Both those changes have huge consequences. The big change is that variable usage no longer can be matched to comparable revenue upside. In other words, higher usage of network resources does not automatically result in higher revenue, as once was the case. 


And that is why provisioned data capacity of networks keeps growing, even if revenue per account remains relatively flat. That also is why network capital investment has begun to creep up. 


So consider what happens when markets saturate: when every household and person already buys internet access, mobility service and mobile broadband. When every consumer who wants landline voice and linear video already buys it, where will growth come from?


The strategic answer has to be “new services and products.” Tactically, it might not matter whether revenue from such services is based on variable (consumption based) or fixed value (flat rate charge to use). Eventually, it will matter whether usage can be matched to variable charges for usage. 


Consider that most cloud computing services (infrastructure, services or platform) feature variable charges based on usage, even if some features are flat rated. For the most part, data center revenue models are driven by usage and variable revenue models. 


Connectivity providers have no such luxury. 

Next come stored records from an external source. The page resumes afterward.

//! Configuration for document indexing.

use std::fs;
use std::path::Path;

use serde::{Deserialize, Serialize};

use crate::analysis::tokenizer::TokenizerKind;
use crate::error::{GutensearchError, Result};

/// Configuration for the indexing pipeline.
///
/// Every field has a default, so a JSON file only needs the keys it changes:
///
/// ```
/// use gutensearch::config::IndexConfig;
///
/// let config: IndexConfig = serde_json::from_str(r#"{"thread_pool_size": 2}"#).unwrap();
/// assert_eq!(config.thread_pool_size, Some(2));
/// assert_eq!(config.file_extension, "txt");
/// ```
#[derive(Debug, Clone, PartialEq, Eq, Serialize, Deserialize)]
#[serde(default)]
pub struct IndexConfig {
    /// Worker threads for per-document parsing.
    /// If None, uses the number of CPU cores.
    pub thread_pool_size: Option<usize>,

    /// Records handed to the sink per insert call.
    pub insert_batch_size: usize,

    /// Tokenizer used for every document.
    pub tokenizer: TokenizerKind,

    /// Extension of the document files picked up from a directory.
    pub file_extension: String,
}

impl Default for IndexConfig {
    fn default() -> Self {
        Self {
            thread_pool_size: None,
            insert_batch_size: 10_000,
            tokenizer: TokenizerKind::Letter,
            file_extension: "txt".to_string(),
        }
    }
}

impl IndexConfig {
    /// Load and validate a JSON configuration file.
    pub fn from_file<P: AsRef<Path>>(path: P) -> Result<Self> {
        let text = fs::read_to_string(path.as_ref())?;
        let config: IndexConfig = serde_json::from_str(&text)?;
        config.validate()?;
        Ok(config)
    }

    /// Set the worker thread count.
    pub fn with_threads(mut self, threads: usize) -> Self {
        self.thread_pool_size = Some(threads);
        self
    }

    /// Set the sink batch size.
    pub fn with_insert_batch_size(mut self, size: usize) -> Self {
        self.insert_batch_size = size;
        self
    }

    /// Set the tokenizer.
    pub fn with_tokenizer(mut self, tokenizer: TokenizerKind) -> Self {
        self.tokenizer = tokenizer;
        self
    }

    /// Effective number of worker threads.
    pub fn threads(&self) -> usize {
        self.thread_pool_size.unwrap_or_else(num_cpus::get)
    }

    /// Reject values the pipeline cannot run with.
    pub fn validate(&self) -> Result<()> {
        if self.thread_pool_size == Some(0) {
            return Err(GutensearchError::invalid_config(
                "thread_pool_size must be at least 1",
            ));
        }
        if self.insert_batch_size == 0 {
            return Err(GutensearchError::invalid_config(
                "insert_batch_size must be at least 1",
            ));
        }
        if self.file_extension.is_empty() || self.file_extension.starts_with('.') {
            return Err(GutensearchError::invalid_config(format!(
                "file_extension must be a bare extension like \"txt\", got {:?}",
                self.file_extension
            )));
        }
        Ok(())
    }
}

Though there always has been a mix: fixed charges for “lines and features” but variable charges for long distance usage in the voice era, in the internet era the balance has shifted.


Consider what has happened with long distance voice, which is mostly variable, mobile service, which is partly variable, partly fixed, or internet access or video. 


Globally, mobile subscriptions, largely a “fixed” revenue stream--with flat rate recurring charges-- are a key driver of retail revenue growth. And though mobile internet access is mostly a flat rate service (X gigabytes for a flat fee), uptake is variable in markets where most consumers do not routinely use it.


source: Ericsson 


And make no mistake, mobile subscriptions, followed by uptake of mobile broadband, drive retail revenue in the global communications market. Fixed network broadband, the key service now provided by any fixed network, lags far behind. 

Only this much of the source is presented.